While I haven't yet tested 100% of the functionality on all five, I'm definitely getting better at loading and reflow soldering these boards. I found exactly one soldering defect, a bridge between two pins on the cc1111 noticed during initial visual inspection which was easily removed, and all five flashed and passed initial tests on the first try!

I also retrieved one of the OLPC XO machines from my son and loaded it up with Debian for the XO, then upgraded it to unstable so that I can use it as a ground station for receiving telemetry. Having a small machine with long battery life and a screen that is readable in direct sunlight should be a huge win!
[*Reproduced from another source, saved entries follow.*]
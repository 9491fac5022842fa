use serde::{Deserialize, Serialize};

pub type UserId = i64;

/// 关注/粉丝列表中的用户
#[derive(Debug, Clone, PartialEq, Serialize, Deserialize)]
pub struct UserSummary {
    pub id: UserId,
    pub username: String,
    #[serde(default)]
    pub profile_pic: Option<String>,
}

#[derive(Debug, Clone, Serialize, Deserialize)]
pub struct FollowRequest {
    pub followed_user_id: UserId,
}

/// 列表中的一个用户及当前用户是否已关注
#[derive(Debug, Clone, PartialEq, Serialize, Deserialize)]
pub struct FollowEntry {
    #[serde(flatten)]
    pub user: UserSummary,
    #[serde(default)]
    pub following: bool,
    #[serde(default)]
    pub followers_count: i64,
}

impl FollowEntry {
    pub fn new(user: UserSummary, following: bool) -> Self {
        Self {
            user,
            following,
            followers_count: 0,
        }
    }

    pub fn set_following(&mut self, following: bool) {
        if self.following == following {
            return;
        }
        self.followers_count += if following { 1 } else { -1 };
        self.following = following;
    }
}
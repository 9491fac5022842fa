use crate::{
    error::Result,
    models::{
        follow::UserId,
        user::{ChangePasswordRequest, UpdateProfileRequest, UserProfile},
    },
    services::api::{ApiClient, ApiRequest},
};
use tracing::{debug, info};
use validator::Validate;

#[derive(Clone)]
pub struct UserService {
    api: ApiClient,
}

impl UserService {
    pub fn new(api: ApiClient) -> Self {
        Self { api }
    }

    pub async fn get_profile(&self, user_id: UserId) -> Result<UserProfile> {
        debug!("Fetching profile {}", user_id);
        self.api
            .get_json(ApiRequest::get(format!("userprofiles/{}", user_id)))
            .await
    }

    pub async fn update_profile(&self, user_id: UserId, request: UpdateProfileRequest) -> Result<()> {
        request.validate()?;
        self.api
            .execute(ApiRequest::put(format!("userprofiles/{}", user_id)).json(&request)?)
            .await?;
        info!("Profile {} updated", user_id);
        Ok(())
    }

    pub async fn change_password(&self, request: ChangePasswordRequest) -> Result<()> {
        request.validate()?;
        self.api
            .execute(ApiRequest::put("user/password").json(&request)?)
            .await?;
        info!("Password changed");
        Ok(())
    }
}
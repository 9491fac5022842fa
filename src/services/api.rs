use crate::{
    config::Config,
    error::{ClientError, ErrorDisplay, Result},
    models::user::RefreshResponse,
    services::session::{SessionStore, SharedSessionStore},
};
use reqwest::{Client, Method, Response, StatusCode};
use serde::{de::DeserializeOwned, Serialize};
use serde_json::Value;
use tracing::{debug, error, info, warn};
use url::Url;

/// 一次请求的完整描述，401 后重试时按原样重新发送
#[derive(Debug, Clone)]
pub struct ApiRequest {
    method: Method,
    path: String,
    query: Option<Value>,
    body: Option<Value>,
}

impl ApiRequest {
    pub fn new(method: Method, path: impl Into<String>) -> Self {
        Self {
            method,
            path: path.into(),
            query: None,
            body: None,
        }
    }

    pub fn get(path: impl Into<String>) -> Self {
        Self::new(Method::GET, path)
    }

    pub fn post(path: impl Into<String>) -> Self {
        Self::new(Method::POST, path)
    }

    pub fn delete(path: impl Into<String>) -> Self {
        Self::new(Method::DELETE, path)
    }

    pub fn patch(path: impl Into<String>) -> Self {
        Self::new(Method::PATCH, path)
    }

    pub fn put(path: impl Into<String>) -> Self {
        Self::new(Method::PUT, path)
    }

    pub fn json<B: Serialize>(mut self, body: &B) -> Result<Self> {
        self.body = Some(serde_json::to_value(body)?);
        Ok(self)
    }

    pub fn query<Q: Serialize>(mut self, query: &Q) -> Result<Self> {
        self.query = Some(serde_json::to_value(query)?);
        Ok(self)
    }

    pub fn method(&self) -> &Method {
        &self.method
    }

    pub fn path(&self) -> &str {
        &self.path
    }
}

/// 带 Bearer 令牌的请求封装
///
/// 遇到 401 时最多刷新一次令牌、最多重试一次原请求；
/// 其余错误状态原样交给调用方。
#[derive(Clone)]
pub struct ApiClient {
    base_url: Url,
    http_client: Client,
    session: SharedSessionStore,
}

impl ApiClient {
    pub fn new(config: &Config, session: SharedSessionStore) -> Result<Self> {
        let mut builder = Client::builder();
        if let Some(timeout) = config.request_timeout() {
            builder = builder.timeout(timeout);
        }
        let http_client = builder
            .build()
            .map_err(|e| ClientError::Config(format!("Failed to create HTTP client: {}", e)))?;

        // 保证以 / 结尾，join 时才不会丢掉最后一段路径
        let mut base = config.api_base_url.trim_end_matches('/').to_string();
        base.push('/');
        let base_url = Url::parse(&base)?;

        Ok(Self {
            base_url,
            http_client,
            session,
        })
    }

    pub fn session(&self) -> &SharedSessionStore {
        &self.session
    }

    pub fn base_url(&self) -> &Url {
        &self.base_url
    }

    fn url(&self, path: &str) -> Result<Url> {
        Ok(self.base_url.join(path.trim_start_matches('/'))?)
    }

    async fn send(&self, request: &ApiRequest, bearer: Option<&str>) -> Result<Response> {
        let url = self.url(&request.path)?;
        let mut builder = self.http_client.request(request.method.clone(), url);

        if let Some(token) = bearer {
            builder = builder.bearer_auth(token);
        }
        if let Some(query) = &request.query {
            builder = builder.query(query);
        }
        if let Some(body) = &request.body {
            builder = builder.json(body);
        }

        Ok(builder.send().await?)
    }

    async fn check(response: Response) -> Result<Response> {
        let status = response.status();
        if status.is_success() {
            return Ok(response);
        }

        let body = response.text().await.unwrap_or_default();
        Err(ClientError::request_failed(status, body))
    }

    /// 发送需要认证的请求
    pub async fn call(&self, request: ApiRequest) -> Result<Response> {
        let token = self
            .session
            .get_access_token()
            .ok_or(ClientError::Unauthenticated)?;

        debug!("{} {}", request.method, request.path);
        let response = self.send(&request, Some(&token)).await?;
        if response.status() != StatusCode::UNAUTHORIZED {
            return Self::check(response).await;
        }

        warn!(
            "Access token rejected for {} {}, refreshing",
            request.method, request.path
        );
        let token = self.refresh_access_token().await?;

        // 重试只有这一次，再次 401 直接按普通错误返回
        let response = self.send(&request, Some(&token)).await?;
        Self::check(response).await
    }

    /// 发送不带令牌的请求（登录、注册）
    pub async fn call_public(&self, request: ApiRequest) -> Result<Response> {
        debug!("{} {} (public)", request.method, request.path);
        let response = self.send(&request, None).await?;
        Self::check(response).await
    }

    /// 用刷新令牌换取新的访问令牌，刷新令牌本身保持不变
    ///
    /// 任何失败都视为会话过期；令牌不在这里清除。
    pub async fn refresh_access_token(&self) -> Result<String> {
        let refresh_token = self
            .session
            .get_refresh_token()
            .ok_or(ClientError::SessionExpired)?;

        let request = ApiRequest::post("refresh").json(&serde_json::json!({}))?;
        let response = match self.send(&request, Some(&refresh_token)).await {
            Ok(response) => response,
            Err(e) => {
                error!("Token refresh request failed: {}", e);
                return Err(ClientError::SessionExpired);
            }
        };

        if !response.status().is_success() {
            warn!("Token refresh rejected with status {}", response.status());
            return Err(ClientError::SessionExpired);
        }

        let refreshed: RefreshResponse = response.json().await.map_err(|e| {
            error!("Failed to parse refresh response: {}", e);
            ClientError::SessionExpired
        })?;

        self.session.set_access_token(&refreshed.access_token)?;
        info!("Access token refreshed");
        Ok(refreshed.access_token)
    }

    pub async fn get_json<T: DeserializeOwned>(&self, request: ApiRequest) -> Result<T> {
        let response = self.call(request).await?;
        Ok(response.json().await?)
    }

    /// 发送请求并忽略响应体
    pub async fn execute(&self, request: ApiRequest) -> Result<()> {
        self.call(request).await?;
        Ok(())
    }

    pub async fn public_json<T: DeserializeOwned>(&self, request: ApiRequest) -> Result<T> {
        let response = self.call_public(request).await?;
        Ok(response.json().await?)
    }

    pub fn handle_error(&self, err: &ClientError) -> ErrorDisplay {
        report_error(self.session.as_ref(), err)
    }
}

/// 统一的错误处理策略：认证类错误清除会话，其余只生成提示
pub fn report_error(session: &dyn SessionStore, err: &ClientError) -> ErrorDisplay {
    if err.requires_reauth() {
        if let Err(e) = session.clear() {
            error!("Failed to clear session after auth failure: {}", e);
        }
    }
    err.display()
}
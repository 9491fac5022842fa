use crate::{
    error::ErrorDisplay,
    models::{follow::FollowEntry, message::Message, notification::Notification, post::Post},
    utils::view_scope::ViewScope,
};
use parking_lot::RwLock;
use std::sync::Arc;

/// 可以按 id 定位、用服务端数据刷新的列表项
pub trait Entity: Clone + Send + Sync + 'static {
    fn entity_id(&self) -> i64;

    /// 用服务端的新数据覆盖，保留仅界面使用的字段
    fn absorb(&mut self, fresh: Self) {
        *self = fresh;
    }
}

impl Entity for Post {
    fn entity_id(&self) -> i64 {
        self.id
    }

    fn absorb(&mut self, fresh: Self) {
        let is_expanded = self.is_expanded;
        let comments = std::mem::take(&mut self.comments);
        *self = fresh;
        self.is_expanded = is_expanded;
        // 列表接口不一定带评论，已加载的评论保留
        if self.comments.is_empty() {
            self.comments = comments;
        }
    }
}

impl Entity for FollowEntry {
    fn entity_id(&self) -> i64 {
        self.user.id
    }
}

impl Entity for Notification {
    fn entity_id(&self) -> i64 {
        self.id
    }
}

impl Entity for Message {
    fn entity_id(&self) -> i64 {
        self.id
    }
}

#[derive(Debug)]
struct ListData<E> {
    items: Arc<Vec<E>>,
    error: Option<ErrorDisplay>,
    loading: bool,
}

/// 一个视图持有的列表状态
///
/// 读取拿到的是不可变快照；每次修改都会生成新的集合，
/// 之前拿到快照的组件不会看到改动。
#[derive(Debug, Clone)]
pub struct ListState<E> {
    inner: Arc<RwLock<ListData<E>>>,
    scope: ViewScope,
}

impl<E: Entity> Default for ListState<E> {
    fn default() -> Self {
        Self::new()
    }
}

impl<E: Entity> ListState<E> {
    pub fn new() -> Self {
        Self {
            inner: Arc::new(RwLock::new(ListData {
                items: Arc::new(Vec::new()),
                error: None,
                loading: false,
            })),
            scope: ViewScope::new(),
        }
    }

    pub fn scope(&self) -> &ViewScope {
        &self.scope
    }

    pub fn items(&self) -> Arc<Vec<E>> {
        self.inner.read().items.clone()
    }

    pub fn get(&self, id: i64) -> Option<E> {
        self.inner
            .read()
            .items
            .iter()
            .find(|item| item.entity_id() == id)
            .cloned()
    }

    pub fn len(&self) -> usize {
        self.inner.read().items.len()
    }

    pub fn is_empty(&self) -> bool {
        self.len() == 0
    }

    /// 整体替换；已存在的项通过 absorb 保留界面字段
    pub fn replace(&self, fresh: Vec<E>) {
        let mut data = self.inner.write();
        let items: Vec<E> = fresh
            .into_iter()
            .map(|item| {
                match data.items.iter().find(|old| old.entity_id() == item.entity_id()) {
                    Some(old) => {
                        let mut merged = old.clone();
                        merged.absorb(item);
                        merged
                    }
                    None => item,
                }
            })
            .collect();
        data.items = Arc::new(items);
    }

    /// 追加一页，已存在的 id 不重复加入
    pub fn extend(&self, page: Vec<E>) {
        let mut data = self.inner.write();
        let mut items = data.items.as_ref().clone();
        for item in page {
            if !items.iter().any(|old| old.entity_id() == item.entity_id()) {
                items.push(item);
            }
        }
        data.items = Arc::new(items);
    }

    /// 只刷新列表中已有的项
    pub fn merge(&self, fresh: Vec<E>) {
        let mut data = self.inner.write();
        let mut items = data.items.as_ref().clone();
        for item in fresh {
            if let Some(old) = items.iter_mut().find(|old| old.entity_id() == item.entity_id()) {
                old.absorb(item);
            }
        }
        data.items = Arc::new(items);
    }

    /// 修改单个项，返回是否找到
    pub fn update<F>(&self, id: i64, f: F) -> bool
    where
        F: FnOnce(&mut E),
    {
        let mut data = self.inner.write();
        let Some(index) = data.items.iter().position(|item| item.entity_id() == id) else {
            return false;
        };

        let mut items = data.items.as_ref().clone();
        f(&mut items[index]);
        data.items = Arc::new(items);
        true
    }

    pub fn remove(&self, id: i64) -> Option<E> {
        let mut data = self.inner.write();
        let index = data.items.iter().position(|item| item.entity_id() == id)?;
        let mut items = data.items.as_ref().clone();
        let removed = items.remove(index);
        data.items = Arc::new(items);
        Some(removed)
    }

    pub fn clear(&self) {
        self.inner.write().items = Arc::new(Vec::new());
    }

    pub fn error(&self) -> Option<ErrorDisplay> {
        self.inner.read().error.clone()
    }

    pub fn set_error(&self, error: Option<ErrorDisplay>) {
        self.inner.write().error = error;
    }

    pub fn is_loading(&self) -> bool {
        self.inner.read().loading
    }

    pub fn set_loading(&self, loading: bool) {
        self.inner.write().loading = loading;
    }

    /// 离开视图：丢弃之后到达的响应
    pub fn leave(&self) {
        self.scope.leave();
        self.set_loading(false);
    }
}

#[cfg(test)]
mod tests {
    use super::*;
    use crate::models::follow::UserSummary;

    fn entry(id: i64, name: &str) -> FollowEntry {
        FollowEntry::new(
            UserSummary {
                id,
                username: name.to_string(),
                profile_pic: None,
            },
            true,
        )
    }

    #[test]
    fn test_snapshots_are_not_mutated() {
        let state = ListState::new();
        state.replace(vec![entry(1, "ana"), entry(2, "bo")]);

        let before = state.items();
        state.update(1, |e| e.set_following(false));

        assert!(before[0].following);
        assert!(!state.items()[0].following);
    }

    #[test]
    fn test_extend_skips_duplicates() {
        let state = ListState::new();
        state.extend(vec![entry(1, "ana"), entry(2, "bo")]);
        state.extend(vec![entry(2, "bo"), entry(3, "cy")]);
        let ids: Vec<i64> = state.items().iter().map(|e| e.user.id).collect();
        assert_eq!(ids, vec![1, 2, 3]);
    }

    #[test]
    fn test_merge_only_touches_known_items() {
        let state = ListState::new();
        state.replace(vec![entry(1, "ana")]);
        state.merge(vec![entry(1, "ana-renamed"), entry(9, "ghost")]);
        assert_eq!(state.len(), 1);
        assert_eq!(state.items()[0].user.username, "ana-renamed");
    }

    #[test]
    fn test_update_and_remove_missing_id() {
        let state: ListState<FollowEntry> = ListState::new();
        assert!(!state.update(42, |_| {}));
        assert!(state.remove(42).is_none());
    }
}
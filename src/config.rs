use serde::{Deserialize, Serialize};
use std::env;
use std::path::PathBuf;
use std::time::Duration;

#[derive(Debug, Clone, Serialize, Deserialize)]
pub struct Config {
    // API configuration
    pub api_base_url: String,
    pub request_timeout_secs: Option<u64>,
    pub environment: String,
    pub log_level: String,

    // Session storage
    pub session_file: PathBuf,

    // Pagination
    pub notifications_per_page: usize,
    pub follows_per_page: usize,

    // Content settings
    pub min_title_length: usize,
    pub min_username_length: usize,
}

impl Config {
    pub fn from_env() -> anyhow::Result<Self> {
        Ok(Config {
            api_base_url: env::var("TECHTALK_API_URL")
                .unwrap_or_else(|_| "http://127.0.0.1:5555".to_string()),
            request_timeout_secs: match env::var("REQUEST_TIMEOUT_SECS") {
                Ok(value) => Some(value.parse()?),
                Err(_) => None,
            },
            environment: env::var("ENVIRONMENT").unwrap_or_else(|_| "development".to_string()),
            log_level: env::var("LOG_LEVEL").unwrap_or_else(|_| "techtalk_client=warn".to_string()),

            session_file: env::var("TECHTALK_SESSION_FILE")
                .map(PathBuf::from)
                .unwrap_or_else(|_| PathBuf::from(".techtalk/session.json")),

            notifications_per_page: env::var("NOTIFICATIONS_PER_PAGE")
                .unwrap_or_else(|_| "10".to_string())
                .parse()?,
            follows_per_page: env::var("FOLLOWS_PER_PAGE")
                .unwrap_or_else(|_| "10".to_string())
                .parse()?,

            min_title_length: env::var("MIN_TITLE_LENGTH")
                .unwrap_or_else(|_| "5".to_string())
                .parse()?,
            min_username_length: env::var("MIN_USERNAME_LENGTH")
                .unwrap_or_else(|_| "4".to_string())
                .parse()?,
        })
    }

    /// 指向给定后端地址的配置，其余取默认值
    pub fn for_base_url(api_base_url: &str) -> Self {
        Self {
            api_base_url: api_base_url.to_string(),
            ..Self::default()
        }
    }

    pub fn request_timeout(&self) -> Option<Duration> {
        self.request_timeout_secs.map(Duration::from_secs)
    }

    pub fn is_production(&self) -> bool {
        self.environment == "production"
    }

    pub fn is_development(&self) -> bool {
        self.environment == "development"
    }
}

impl Default for Config {
    fn default() -> Self {
        Self {
            api_base_url: "http://127.0.0.1:5555".to_string(),
            request_timeout_secs: None,
            environment: "development".to_string(),
            log_level: "techtalk_client=warn".to_string(),
            session_file: PathBuf::from(".techtalk/session.json"),
            notifications_per_page: 10,
            follows_per_page: 10,
            min_title_length: 5,
            min_username_length: 4,
        }
    }
}
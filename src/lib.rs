//! TechTalk 社交网络的异步客户端
//!
//! 会话令牌统一存放在 [`services::SessionStore`] 中；所有需要认证的请求经过
//! [`services::ApiClient`]，遇到 401 时刷新一次令牌并重试一次；点赞、收藏、关注
//! 等操作通过 [`services::ToggleReconciler`] 乐观更新界面状态。

pub mod config;
pub mod error;
pub mod models;
pub mod services;
pub mod state;
pub mod utils;
pub mod views;

pub use config::Config;
pub use error::{ClientError, ErrorDisplay, Result};
pub use state::AppState;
Now that I care about having working AltOS bits on more than one machine, I took some time today and created a Debian package. In the process, as I stumbled over various issues, Keith was quick to jump in and help... as were fellow Debian developers on IRC. We now have a "lintian clean" package that's easily maintainable from our shared git repository, and yes, we even have man pages for all the utilities!

A special note for folks near Colorado. Weather permitting, this Sunday morning the 23rd of August, I'm planning to "drag race" my big Goblin airframe against Jason Chamberlin's similarly-sized Polecat Fat Man on long-burning Aerotech M650W motors at Chili Blaster. Even for those of us who fly high power model rockets every chance we get, a drag-race between 10-inch airframes on long-burning M motors is a special event. If you've never seen rockets like this fly, and/or would like to see a TeleMetrum board in action, this would be a great time to come hang out with us!